* [Exercise instructions]:
Return the lines beginning at the one that contains "assert!(approx(r.trades[0].pnl, 100.0));" and continuing to the end of the entries, including both ends, exactly as written and nothing else.

Dataset items
○ ○ ○ ○
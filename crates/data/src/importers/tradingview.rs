use models::{Broker, ParseResult};
use tracing::debug;
use utils::{find_column_value, infer_side, Tz};

use super::{is_unfilled_status, score_indicators};
use crate::csv_text::read_table;
use crate::report::{FillCells, ParseSession};
use crate::{BrokerParser, ImportContext, Result};

const HEADER_INDICATORS: &[&str] = &["Placing Time", "Closing Time", "Fill Price", "Leverage", "Margin"];

const UNFILLED: &[&str] = &[
    "rejected", "cancelled", "canceled", "expired", "working", "pending", "inactive",
];

/// TradingView paper-trading order history.
pub struct TradingViewParser {
    ctx: ImportContext,
}

impl TradingViewParser {
    pub fn new(ctx: ImportContext) -> Self {
        Self { ctx }
    }
}

impl BrokerParser for TradingViewParser {
    fn broker(&self) -> Broker {
        Broker::TradingView
    }

    fn context(&self) -> &ImportContext {
        &self.ctx
    }

    fn detect(&self, content: &str, headers: &[String]) -> f64 {
        score_indicators(content, headers, HEADER_INDICATORS, &[])
    }

    fn parse(&self, content: &str) -> Result<ParseResult> {
        let table = read_table(content)?;
        let mut session = ParseSession::new(Broker::TradingView, &self.ctx);

        for row in &table.rows {
            session.row_seen();
            let status = find_column_value(row, &["Status"]);
            if is_unfilled_status(status, UNFILLED) {
                debug!("TradingView row {}: skipping status {:?}", row.index, status);
                session.skip_row();
                continue;
            }

            let side_raw = find_column_value(row, &["Side"]).unwrap_or("");
            session.add_fill(
                row.index,
                FillCells {
                    // Closing Time is when the order filled.
                    time: find_column_value(row, &["Closing Time", "Fill Time", "Placing Time"]),
                    symbol: find_column_value(row, &["Symbol"]),
                    side: infer_side(side_raw),
                    side_raw,
                    quantity: find_column_value(row, &["Qty", "Quantity"]),
                    price: find_column_value(row, &["Fill Price", "Avg Fill Price"]),
                    commission: find_column_value(row, &["Commission"]),
                },
                Tz::UTC,
            );
        }

        Ok(session.finish())
    }
}

#[cfg(test)]
mod tests {
    use super::*;
    use crate::detection::extract_header_line;
    use models::Direction;

    fn approx(a: f64, b: f64) -> bool {
        (a - b).abs() < 1e-6
    }

    const ORDERS: &str = "Symbol,Side,Type,Qty,Limit Price,Stop Price,Fill Price,Status,Commission,Leverage,Margin,Placing Time,Closing Time,Order ID
CME_MINI:ESH2024,Buy,Market,2,,,100,Filled,4.12,,,2024-01-02 14:30:00,2024-01-02 14:30:00,1
CME_MINI:ESH2024,Sell,Limit,3,105,,105,Filled,6.18,,,2024-01-02 14:35:00,2024-01-02 14:40:00,2
CME_MINI:ESH2024,Buy,Stop,1,,110,,Cancelled,,,,2024-01-02 14:41:00,2024-01-02 14:50:00,3
";

    fn parser() -> TradingViewParser {
        TradingViewParser::new(ImportContext::default())
    }

    #[test]
    fn test_detect() {
        assert!(parser().detect(ORDERS, &extract_header_line(ORDERS)) >= 0.95);
    }

    #[test]
    fn test_position_flip_leaves_dangling_short() {
        let r = parser().parse(ORDERS).unwrap();
        assert!(r.success);
        assert_eq!(r.trades.len(), 1);
        let t = &r.trades[0];
        assert_eq!(t.instrument, "ES");
        assert_eq!(t.direction, Direction::Long);
        assert!(approx(t.size, 2.0));
        assert!(approx(t.pnl, 500.0));
        assert!(approx(t.commission.unwrap(), 4.12 + 6.18 * 2.0 / 3.0));
        assert_eq!(t.date.unwrap().to_rfc3339(), "2024-01-02T14:30:00+00:00");

        assert_eq!(r.stats.skipped_rows, 1);
        let open = r.warnings.iter().find(|w| w.field == "quantity").unwrap();
        assert_eq!(open.row, 3);
        assert!(open.message.contains("ES"));
    }

    #[test]
    fn test_unknown_side_uses_default_direction_with_warning() {
        let csv = "Symbol,Side,Qty,Fill Price,Status,Placing Time,Closing Time
NQ1!,??,1,17000,Filled,2024-01-02 14:30:00,2024-01-02 14:30:00
NQ1!,Sell,1,17005,Filled,2024-01-02 14:31:00,2024-01-02 14:31:00
";
        let r = parser().parse(csv).unwrap();
        assert_eq!(r.trades.len(), 1);
        assert!(approx(r.trades[0].pnl, 100.0));
        assert!(r.warnings.iter().any(|w| w.field == "direction" && w.row == 2));
    }
}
○ ○ ○ ○
* [Result below]:
        assert!(approx(r.trades[0].pnl, 100.0));
        assert!(r.warnings.iter().any(|w| w.field == "direction" && w.row == 2));
    }
}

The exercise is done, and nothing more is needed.